__Assignment__: Please return every line of the records below that holds the word "OpenDetail".

[Collected data]
━━━━━━

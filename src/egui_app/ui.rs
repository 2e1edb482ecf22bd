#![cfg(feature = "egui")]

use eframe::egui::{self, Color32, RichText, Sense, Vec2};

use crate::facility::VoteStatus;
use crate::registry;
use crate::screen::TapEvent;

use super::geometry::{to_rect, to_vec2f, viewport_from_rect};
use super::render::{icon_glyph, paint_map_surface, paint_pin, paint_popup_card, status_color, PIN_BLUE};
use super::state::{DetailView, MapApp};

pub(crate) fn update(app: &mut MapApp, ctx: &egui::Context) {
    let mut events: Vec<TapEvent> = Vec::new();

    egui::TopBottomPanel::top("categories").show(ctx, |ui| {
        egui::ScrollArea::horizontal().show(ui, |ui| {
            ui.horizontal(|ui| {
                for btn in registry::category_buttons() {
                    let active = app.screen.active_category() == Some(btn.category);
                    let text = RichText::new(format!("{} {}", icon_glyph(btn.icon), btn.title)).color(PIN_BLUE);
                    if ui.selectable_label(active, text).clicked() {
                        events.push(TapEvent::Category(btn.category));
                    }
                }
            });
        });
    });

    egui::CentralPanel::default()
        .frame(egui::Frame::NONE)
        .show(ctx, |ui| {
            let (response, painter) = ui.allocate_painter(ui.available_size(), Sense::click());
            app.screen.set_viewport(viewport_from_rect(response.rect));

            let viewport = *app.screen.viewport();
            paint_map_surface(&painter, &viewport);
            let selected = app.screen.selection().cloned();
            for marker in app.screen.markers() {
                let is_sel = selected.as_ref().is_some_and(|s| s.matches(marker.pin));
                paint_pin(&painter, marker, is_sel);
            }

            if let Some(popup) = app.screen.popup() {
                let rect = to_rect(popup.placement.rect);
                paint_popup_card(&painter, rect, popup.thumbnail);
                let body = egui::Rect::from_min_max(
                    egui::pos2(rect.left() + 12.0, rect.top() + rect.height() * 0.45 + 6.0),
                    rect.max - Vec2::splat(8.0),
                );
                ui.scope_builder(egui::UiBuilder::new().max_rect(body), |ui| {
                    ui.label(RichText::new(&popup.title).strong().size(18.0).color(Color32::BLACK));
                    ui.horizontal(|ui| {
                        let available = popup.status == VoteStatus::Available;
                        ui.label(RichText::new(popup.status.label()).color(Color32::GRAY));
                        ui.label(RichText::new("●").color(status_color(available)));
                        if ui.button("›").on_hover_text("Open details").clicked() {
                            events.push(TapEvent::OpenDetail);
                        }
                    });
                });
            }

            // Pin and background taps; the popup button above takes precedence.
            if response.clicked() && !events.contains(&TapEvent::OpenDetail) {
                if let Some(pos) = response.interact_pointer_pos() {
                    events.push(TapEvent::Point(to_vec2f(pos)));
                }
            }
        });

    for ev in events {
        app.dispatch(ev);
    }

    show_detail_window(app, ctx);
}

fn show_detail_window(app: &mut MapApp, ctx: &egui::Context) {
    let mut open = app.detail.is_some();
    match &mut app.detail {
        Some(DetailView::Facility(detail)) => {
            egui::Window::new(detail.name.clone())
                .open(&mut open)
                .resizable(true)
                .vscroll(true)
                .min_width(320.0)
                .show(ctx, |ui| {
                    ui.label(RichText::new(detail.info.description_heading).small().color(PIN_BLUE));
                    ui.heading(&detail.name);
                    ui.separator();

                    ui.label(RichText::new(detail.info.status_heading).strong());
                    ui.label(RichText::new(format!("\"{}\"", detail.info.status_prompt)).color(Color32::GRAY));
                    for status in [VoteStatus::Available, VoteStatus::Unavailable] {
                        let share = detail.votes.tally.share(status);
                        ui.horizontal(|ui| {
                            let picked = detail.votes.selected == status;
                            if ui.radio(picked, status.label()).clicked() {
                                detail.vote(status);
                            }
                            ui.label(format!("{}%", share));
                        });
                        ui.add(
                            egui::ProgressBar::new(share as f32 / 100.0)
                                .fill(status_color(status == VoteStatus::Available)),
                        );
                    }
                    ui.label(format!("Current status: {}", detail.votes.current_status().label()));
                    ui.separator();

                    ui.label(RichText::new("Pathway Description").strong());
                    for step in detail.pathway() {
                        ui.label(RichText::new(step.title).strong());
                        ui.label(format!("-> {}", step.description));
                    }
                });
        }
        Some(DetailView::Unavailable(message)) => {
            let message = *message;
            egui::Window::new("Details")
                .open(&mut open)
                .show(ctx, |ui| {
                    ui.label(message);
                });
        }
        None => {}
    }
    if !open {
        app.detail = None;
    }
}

━━━━━━

__Result of the exercise__:
                            events.push(TapEvent::OpenDetail);
            if response.clicked() && !events.contains(&TapEvent::OpenDetail) {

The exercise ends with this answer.